Elizabeth Zvonar Milky Way Smiling
Amid towering structures and light pollution emanating from the city, views of the night sky tend to be sparse and undramatic. Vancouver-based artist Elizabeth Zvonar brings a heightened view of the cosmos to the cityscape in her monumental image, Milky Way Smiling. Animating the conference centre, a grey, block-long building at the edge of Toronto’s Financial District, she asks the public to consider the infinite space that extends beyond their sightlines. Her wondrous galactic scene offers physical opposition to both the urban landscape and the nearby lakefront.

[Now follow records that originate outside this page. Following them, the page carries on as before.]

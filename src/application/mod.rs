//! Application layer - Controllers and services.
//!
//! This layer orchestrates domain operations and coordinates between ports.

pub mod handlers;

pub use handlers::questionnaire::{
    EventOutcome, PersistenceGateway, SessionController, SessionEvent, SessionRegistry,
    SessionView, SummaryOutcome,
};
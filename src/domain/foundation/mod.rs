//! Foundation module - Shared domain primitives.
//!
//! Contains value objects, identifiers, the state machine trait, and error
//! types that form the vocabulary of the wellbeing chat domain.

mod errors;
mod ids;
mod state_machine;
mod timestamp;

pub use errors::ValidationError;
pub use ids::SessionId;
pub use state_machine::StateMachine;
pub use timestamp::Timestamp;
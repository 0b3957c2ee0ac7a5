//! Keyword-count sentiment heuristic.
//!
//! Joins every user answer, lower-cases it, and checks which of a fixed set
//! of positive and negative terms appear anywhere in the text. Terms are
//! matched as substrings and each term counts at most once, so "stressed"
//! scores both "stress" and "stressed".

use serde::{Deserialize, Serialize};
use std::fmt;

use super::Message;

const POSITIVE_TERMS: [&str; 10] = [
    "good", "great", "happy", "well", "fine", "better", "okay", "excited", "nice", "love",
];

const NEGATIVE_TERMS: [&str; 10] = [
    "sad",
    "stress",
    "stressed",
    "tired",
    "bad",
    "worried",
    "anxious",
    "hard",
    "difficult",
    "struggle",
];

/// Overall mood of a conversation.
#[derive(Debug, Clone, Copy, PartialEq, Eq, Hash, Serialize, Deserialize)]
pub enum SentimentLabel {
    Positive,
    Negative,
}

impl SentimentLabel {
    /// Text shown to the user alongside the label.
    pub fn closing_message(&self) -> &'static str {
        match self {
            SentimentLabel::Positive => "You seem to have a positive outlook overall!",
            SentimentLabel::Negative => {
                "Thank you for sharing. Remember it's okay to ask for support."
            }
        }
    }

    pub fn as_str(&self) -> &'static str {
        match self {
            SentimentLabel::Positive => "Positive",
            SentimentLabel::Negative => "Negative",
        }
    }
}

impl fmt::Display for SentimentLabel {
    fn fmt(&self, f: &mut fmt::Formatter<'_>) -> fmt::Result {
        f.write_str(self.as_str())
    }
}

/// How many positive and negative terms were found.
#[derive(Debug, Clone, Copy, PartialEq, Eq, Default, Serialize)]
pub struct SentimentScore {
    pub positive: usize,
    pub negative: usize,
}

impl SentimentScore {
    /// Applies the decision rule. Ties, including no matches at all,
    /// resolve to `Positive`.
    pub fn label(&self) -> SentimentLabel {
        if self.negative > self.positive {
            SentimentLabel::Negative
        } else {
            SentimentLabel::Positive
        }
    }
}

/// Stateless classifier over a transcript.
#[derive(Debug, Clone, Copy, Default)]
pub struct SentimentClassifier;

impl SentimentClassifier {
    /// Counts term hits across all user messages.
    pub fn score(transcript: &[Message]) -> SentimentScore {
        let user_text = transcript
            .iter()
            .filter(|m| m.is_user())
            .map(|m| m.text().to_lowercase())
            .collect::<Vec<_>>()
            .join(" ");

        SentimentScore {
            positive: count_present(&user_text, &POSITIVE_TERMS),
            negative: count_present(&user_text, &NEGATIVE_TERMS),
        }
    }

    /// Labels a transcript.
    pub fn classify(transcript: &[Message]) -> SentimentLabel {
        Self::score(transcript).label()
    }
}

fn count_present(text: &str, terms: &[&str]) -> usize {
    terms.iter().filter(|term| text.contains(*term)).count()
}
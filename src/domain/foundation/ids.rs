//! Strongly-typed identifier value objects.

use serde::{Deserialize, Serialize};
use std::fmt;
use std::str::FromStr;
use uuid::Uuid;

/// Unique identifier for one client's questionnaire session.
///
/// Sessions are never persisted; the id only keys the in-memory registry
/// so that concurrent clients cannot see each other's transcripts.
#[derive(Debug, Clone, Copy, PartialEq, Eq, Hash, Serialize, Deserialize)]
#[serde(transparent)]
pub struct SessionId(Uuid);

impl SessionId {
    /// Creates a new random SessionId.
    pub fn new() -> Self {
        Self(Uuid::new_v4())
    }

    /// Creates a SessionId from an existing UUID.
    pub fn from_uuid(uuid: Uuid) -> Self {
        Self(uuid)
    }

    /// Returns the inner UUID.
    pub fn as_uuid(&self) -> &Uuid {
        &self.0
    }
}

impl Default for SessionId {
    fn default() -> Self {
        Self::new()
    }
}

impl fmt::Display for SessionId {
    fn fmt(&self, f: &mut fmt::Formatter<'_>) -> fmt::Result {
        write!(f, "{}", self.0)
    }
}

impl FromStr for SessionId {
    type Err = uuid::Error;

    fn from_str(s: &str) -> Result<Self, Self::Err> {
        Ok(Self(Uuid::parse_str(s)?))
    }
}
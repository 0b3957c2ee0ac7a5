//! HTTP adapters - REST API implementations.

pub mod questionnaire;

// Re-export key types for convenience
pub use questionnaire::questionnaire_router;
pub use questionnaire::QuestionnaireAppState;
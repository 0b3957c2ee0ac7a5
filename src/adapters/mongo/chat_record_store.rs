//! MongoDB implementation of ChatRecordStore.
//!
//! Each save opens its own client, pings the server, inserts one document
//! and shuts the client down again. Saves happen once per finished chat, so
//! there is no pool to keep warm.

use async_trait::async_trait;
use mongodb::bson::{doc, Document};
use mongodb::options::{ClientOptions, ServerApi, ServerApiVersion};
use mongodb::Client;
use secrecy::{ExposeSecret, SecretString};
use std::time::Duration;

use crate::config::DatabaseConfig;
use crate::domain::questionnaire::ChatRecord;
use crate::ports::{ChatRecordStore, PersistenceError};

const APP_NAME: &str = "wellbeing-chat";

/// MongoDB implementation of ChatRecordStore.
#[derive(Debug, Clone)]
pub struct MongoChatRecordStore {
    uri: Option<SecretString>,
    database_name: String,
    collection: String,
    connect_timeout: Duration,
    operation_timeout: Duration,
}

impl MongoChatRecordStore {
    /// Creates a store from configuration. Never fails; a bad or missing
    /// connection string is reported by `insert`.
    pub fn new(config: &DatabaseConfig) -> Self {
        Self {
            uri: config.uri.clone(),
            database_name: config.database_name.clone(),
            collection: config.collection.clone(),
            connect_timeout: config.connect_timeout(),
            operation_timeout: config.operation_timeout(),
        }
    }

    /// Overrides the bound on ping plus insert.
    pub fn with_operation_timeout(mut self, operation_timeout: Duration) -> Self {
        self.operation_timeout = operation_timeout;
        self
    }

    async fn connect(&self) -> Result<Client, PersistenceError> {
        let uri = self
            .uri
            .as_ref()
            .map(|uri| uri.expose_secret().trim())
            .filter(|uri| !uri.is_empty())
            .ok_or(PersistenceError::NotConfigured)?;

        let mut options = ClientOptions::parse(uri)
            .await
            .map_err(|e| PersistenceError::InvalidUri(e.to_string()))?;
        options.server_api = Some(ServerApi::builder().version(ServerApiVersion::V1).build());
        options.connect_timeout = Some(self.connect_timeout);
        options.server_selection_timeout = Some(self.connect_timeout);
        options.app_name = Some(APP_NAME.to_string());

        Client::with_options(options).map_err(|e| PersistenceError::Connection(e.to_string()))
    }

    async fn ping_and_insert(
        &self,
        client: &Client,
        record: &ChatRecord,
    ) -> Result<(), PersistenceError> {
        client
            .database("admin")
            .run_command(doc! { "ping": 1 }, None)
            .await
            .map_err(|e| PersistenceError::Ping(e.to_string()))?;

        let document = mongodb::bson::to_document(record)
            .map_err(|e| PersistenceError::Serialization(e.to_string()))?;

        let result = client
            .database(&self.database_name)
            .collection::<Document>(&self.collection)
            .insert_one(document, None)
            .await
            .map_err(|e| PersistenceError::Insert(e.to_string()))?;

        tracing::debug!(inserted_id = %result.inserted_id, "Chat record inserted");
        Ok(())
    }
}

#[async_trait]
impl ChatRecordStore for MongoChatRecordStore {
    async fn insert(&self, record: &ChatRecord) -> Result<(), PersistenceError> {
        let client = self.connect().await?;
        let result = tokio::time::timeout(
            self.operation_timeout,
            self.ping_and_insert(&client, record),
        )
        .await
        .unwrap_or(Err(PersistenceError::Timeout(self.operation_timeout)));
        // Shut down on every path, timeouts included.
        client.shutdown().await;
        result
    }
}

#[cfg(test)]
mod tests {
    use super::*;
    use crate::domain::foundation::Timestamp;
    use crate::domain::questionnaire::{Message, SentimentLabel, UserIdentity};
    use chrono::NaiveDate;

    fn record() -> ChatRecord {
        let identity = UserIdentity::new("Ana", NaiveDate::from_ymd_opt(2000, 1, 1)).unwrap();
        let transcript = vec![Message::assistant("Hello Ana! How have you been feeling lately?").unwrap()];
        ChatRecord::new(&identity, &transcript, SentimentLabel::Positive, Timestamp::now())
    }

    fn store_with_uri(uri: Option<&str>) -> MongoChatRecordStore {
        let config = DatabaseConfig {
            uri: uri.map(|u| SecretString::new(u.to_string())),
            connect_timeout_secs: 1,
            ..Default::default()
        };
        MongoChatRecordStore::new(&config)
    }

    #[tokio::test]
    async fn missing_uri_is_not_configured() {
        let result = store_with_uri(None).insert(&record()).await;
        assert!(matches!(result, Err(PersistenceError::NotConfigured)));
    }

    #[tokio::test]
    async fn blank_uri_is_not_configured() {
        let result = store_with_uri(Some("   ")).insert(&record()).await;
        assert!(matches!(result, Err(PersistenceError::NotConfigured)));
    }

    #[tokio::test]
    async fn wrong_scheme_is_invalid_uri() {
        let result = store_with_uri(Some("http://localhost:27017")).insert(&record()).await;
        assert!(matches!(result, Err(PersistenceError::InvalidUri(_))));
    }

    #[tokio::test]
    async fn unreachable_server_fails_ping() {
        let result = store_with_uri(Some("mongodb://127.0.0.1:1/?directConnection=true"))
            .insert(&record())
            .await;
        assert!(matches!(result, Err(PersistenceError::Ping(_))));
    }

    #[tokio::test]
    async fn slow_server_selection_times_out_inside_store() {
        let started = std::time::Instant::now();
        let config = DatabaseConfig {
            uri: Some(SecretString::new(
                "mongodb://127.0.0.1:1/?directConnection=true".to_string(),
            )),
            connect_timeout_secs: 5,
            ..Default::default()
        };
        let result = MongoChatRecordStore::new(&config)
            .with_operation_timeout(Duration::from_millis(200))
            .insert(&record())
            .await;

        assert!(matches!(result, Err(PersistenceError::Timeout(_))));
        assert!(started.elapsed() < Duration::from_secs(5));
    }

    #[test]
    fn record_converts_to_bson_document() {
        let document = mongodb::bson::to_document(&record()).unwrap();
        assert_eq!(document.get_str("user_name").unwrap(), "Ana");
        assert_eq!(document.get_str("date_of_birth").unwrap(), "2000-01-01");
        assert_eq!(document.get_str("final_sentiment").unwrap(), "Positive");
        assert!(document.get_str("timestamp").is_ok());
        assert!(document.get_array("tools_used").unwrap().is_empty());
        assert_eq!(document.get_array("chat_history").unwrap().len(), 1);
    }
}
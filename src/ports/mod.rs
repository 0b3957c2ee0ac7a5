//! Ports - Interfaces for external dependencies.
//!
//! Following hexagonal architecture, ports define the contracts between
//! the domain and the outside world. Adapters implement these ports.
//!
//! - `ChatRecordStore` - Document store for finished conversations

mod chat_record_store;

pub use chat_record_store::{ChatRecordStore, PersistenceError};
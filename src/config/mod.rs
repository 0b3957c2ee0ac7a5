//! Application configuration module
//!
//! This module provides type-safe configuration loading from environment variables
//! using the `config` and `dotenvy` crates. Configuration is loaded with the
//! `WELLBEING_CHAT` prefix and nested values use double underscores as separators.
//! The document store connection string keeps its conventional name, `MONGODB_URI`.
//!
//! # Example
//!
//! ```no_run
//! use wellbeing_chat::config::AppConfig;
//!
//! let config = AppConfig::load().expect("Failed to load configuration");
//! config.validate().expect("Invalid configuration");
//!
//! println!("Server running on {}", config.server.socket_addr().unwrap());
//! ```

mod database;
mod error;
mod server;

pub use database::DatabaseConfig;
pub use error::{ConfigError, ValidationError};
pub use server::{Environment, ServerConfig};

use serde::Deserialize;

/// Environment variable holding the MongoDB connection string.
pub const MONGODB_URI_VAR: &str = "MONGODB_URI";

/// Root application configuration
///
/// Load using [`AppConfig::load()`] which reads from environment variables.
#[derive(Debug, Clone, Default, Deserialize)]
pub struct AppConfig {
    /// Server configuration (host, port, environment)
    #[serde(default)]
    pub server: ServerConfig,

    /// Document store configuration
    #[serde(default)]
    pub database: DatabaseConfig,
}

impl AppConfig {
    /// Load configuration from environment variables
    ///
    /// This function:
    /// 1. Loads `.env` file if present (for development)
    /// 2. Reads environment variables with `WELLBEING_CHAT` prefix
    /// 3. Uses `__` (double underscore) to separate nested values
    /// 4. Takes `database.uri` from `MONGODB_URI` when set
    ///
    /// # Environment Variable Format
    ///
    /// - `WELLBEING_CHAT__SERVER__PORT=8080` -> `server.port = 8080`
    /// - `MONGODB_URI=mongodb+srv://...` -> `database.uri = ...`
    ///
    /// # Errors
    ///
    /// Returns `ConfigError` if values cannot be parsed into expected types.
    /// A missing `MONGODB_URI` is not an error.
    pub fn load() -> Result<Self, ConfigError> {
        // Load .env file if present (development)
        dotenvy::dotenv().ok();

        let config = config::Config::builder()
            .add_source(
                config::Environment::default()
                    .prefix("WELLBEING_CHAT")
                    .separator("__"),
            )
            .set_override_option("database.uri", std::env::var(MONGODB_URI_VAR).ok())?
            .build()?
            .try_deserialize()?;

        Ok(config)
    }

    /// Validate all configuration values
    ///
    /// # Errors
    ///
    /// Returns `ValidationError` if any configuration value is invalid.
    pub fn validate(&self) -> Result<(), ValidationError> {
        self.server.validate()?;
        self.database.validate()?;
        Ok(())
    }

    /// Check if running in production environment
    pub fn is_production(&self) -> bool {
        self.server.is_production()
    }
}
//! SessionController - drives one questionnaire session from user events.
//!
//! Each event applies at most one mutation to the `ConversationSession`,
//! followed by a single guard pass. Entering Summarize computes the
//! sentiment and attempts the save exactly once; the result is cached so
//! rendering the summary again has no side effects.

use chrono::NaiveDate;
use serde::Serialize;
use std::sync::Arc;

use super::PersistenceGateway;
use crate::domain::foundation::SessionId;
use crate::domain::questionnaire::{
    ConversationSession, ConversationStep, Message, SentimentClassifier, SentimentLabel,
    SentimentScore, MAX_MESSAGES,
};

const NAME_PROMPT: &str = "What is your name?";
const DATE_OF_BIRTH_PROMPT: &str = "What is your date of birth?";
const SAVED_MESSAGE: &str = "Chat saved to database";
const NOT_SAVED_MESSAGE: &str = "Could not save to database";

/// Discrete input from the interactive surface.
#[derive(Debug, Clone, PartialEq, Eq)]
pub enum SessionEvent {
    /// "Start Chat" with the identity form contents.
    StartChat {
        name: String,
        date_of_birth: Option<NaiveDate>,
    },
    /// "Send" with a free-text answer.
    SendResponse { text: String },
    /// "End Chat Now".
    EndChat,
    /// "Start New Chat".
    StartNew,
}

impl SessionEvent {
    fn name(&self) -> &'static str {
        match self {
            SessionEvent::StartChat { .. } => "start_chat",
            SessionEvent::SendResponse { .. } => "send_response",
            SessionEvent::EndChat => "end_chat",
            SessionEvent::StartNew => "start_new",
        }
    }
}

/// Whether an event changed the session.
#[derive(Debug, Clone, Copy, PartialEq, Eq, Serialize)]
#[serde(rename_all = "snake_case")]
pub enum EventOutcome {
    Applied,
    /// A guard refused the event; the session is unchanged.
    Ignored,
}

impl EventOutcome {
    pub fn is_applied(&self) -> bool {
        matches!(self, EventOutcome::Applied)
    }
}

/// Result of the terminal step, computed once per Summarize entry.
#[derive(Debug, Clone, Copy, PartialEq, Eq, Serialize)]
pub struct SummaryOutcome {
    pub sentiment: SentimentLabel,
    pub score: SentimentScore,
    pub saved: bool,
}

impl SummaryOutcome {
    pub fn save_message(&self) -> &'static str {
        if self.saved {
            SAVED_MESSAGE
        } else {
            NOT_SAVED_MESSAGE
        }
    }
}

/// `messages_so_far / max_messages`
#[derive(Debug, Clone, Copy, PartialEq, Eq, Serialize)]
pub struct Progress {
    pub messages_so_far: usize,
    pub max_messages: usize,
}

/// Everything the presentation layer needs to render a session.
#[derive(Debug, Clone, PartialEq, Serialize)]
pub struct SessionView {
    pub session_id: SessionId,
    pub step: ConversationStep,
    pub title: Option<String>,
    pub prompts: Vec<String>,
    pub transcript: Vec<Message>,
    pub progress: Progress,
    pub accepts_response: bool,
    pub summary: Option<SummaryOutcome>,
}

/// Owns one session and the gateway used when it finishes.
pub struct SessionController {
    id: SessionId,
    session: ConversationSession,
    summary: Option<SummaryOutcome>,
    gateway: Arc<PersistenceGateway>,
}

impl SessionController {
    pub fn new(id: SessionId, gateway: Arc<PersistenceGateway>) -> Self {
        Self {
            id,
            session: ConversationSession::new(),
            summary: None,
            gateway,
        }
    }

    pub fn id(&self) -> SessionId {
        self.id
    }

    pub fn session(&self) -> &ConversationSession {
        &self.session
    }

    pub fn summary(&self) -> Option<&SummaryOutcome> {
        self.summary.as_ref()
    }

    /// Applies one event, then re-evaluates the transition guards once.
    pub async fn handle(&mut self, event: SessionEvent) -> EventOutcome {
        let event_name = event.name();
        let result = match event {
            SessionEvent::StartChat {
                name,
                date_of_birth,
            } => self.session.begin(&name, date_of_birth),
            SessionEvent::SendResponse { text } => self.session.answer(&text),
            SessionEvent::EndChat => self.session.finish(),
            SessionEvent::StartNew => self.session.reset().map(|()| {
                self.summary = None;
            }),
        };

        if let Err(reason) = result {
            tracing::debug!(
                session_id = %self.id,
                event = event_name,
                %reason,
                "Event ignored"
            );
            return EventOutcome::Ignored;
        }

        tracing::debug!(
            session_id = %self.id,
            event = event_name,
            step = ?self.session.step(),
            messages = self.session.message_count(),
            "Event applied"
        );
        self.evaluate_guards().await;
        EventOutcome::Applied
    }

    async fn evaluate_guards(&mut self) {
        if self.session.needs_summary() {
            if let Err(reason) = self.session.finish() {
                tracing::error!(session_id = %self.id, %reason, "Could not enter summary");
                return;
            }
        }
        if self.session.step().is_summary() && self.summary.is_none() {
            self.summarize().await;
        }
    }

    async fn summarize(&mut self) {
        let transcript = self.session.transcript();
        let score = SentimentClassifier::score(transcript);
        let sentiment = score.label();
        tracing::debug!(
            session_id = %self.id,
            positive = score.positive,
            negative = score.negative,
            %sentiment,
            "Sentiment computed"
        );

        let saved = match self.session.identity() {
            Some(identity) => self.gateway.save(identity, transcript, sentiment).await,
            None => false,
        };

        self.summary = Some(SummaryOutcome {
            sentiment,
            score,
            saved,
        });
    }

    /// Read-only snapshot for rendering.
    pub fn view(&self) -> SessionView {
        let step = self.session.step();
        let prompts = match step {
            ConversationStep::CollectIdentity => {
                vec![NAME_PROMPT.to_string(), DATE_OF_BIRTH_PROMPT.to_string()]
            }
            ConversationStep::Converse if self.session.accepts_response() => self
                .session
                .current_question()
                .map(|q| vec![q.to_string()])
                .unwrap_or_default(),
            ConversationStep::Converse | ConversationStep::Summarize => Vec::new(),
        };

        SessionView {
            session_id: self.id,
            step,
            title: self
                .session
                .identity()
                .map(|identity| format!("Chat with {}", identity.name())),
            prompts,
            transcript: self.session.transcript().to_vec(),
            progress: Progress {
                messages_so_far: self.session.message_count(),
                max_messages: MAX_MESSAGES,
            },
            accepts_response: self.session.accepts_response(),
            summary: self.summary,
        }
    }
}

Zvonar’s practice focuses on incorporating and recontextualizing imagery collected from found photographs, sketches, and typography in mass-produced books and periodicals. Her collages often employ humour through her choices of aesthetics and metaphor, and draw attention to social discrepancies through unexpected juxtapositions. For this site-specific commission, Zvonar culled a photograph from a popular science magazine and transformed it through digital collage and manipulation. Her choice of subject matter acknowledges the sweeping historical trajectory of images of the night sky inspired by science, as well as the technological evolution of high-powered telescopic photographs that offer increasingly expanded views of the universe. With its band of cosmic light gently curved into a smile, Zvonar’s whimsical galaxy of shining stars brings the metaphysical down to passersby at street level. In the artist’s words, Milky Way Smiling hinges on “a genial sentiment to offset and uplift our workaday lives.” Positioned in the midst of advertising billboards marketing consumer products, Zvonar’s image provides an alternative viewing experience that emphasizes a larger sense of social collectivity and appreciation for the mystery of the unknown.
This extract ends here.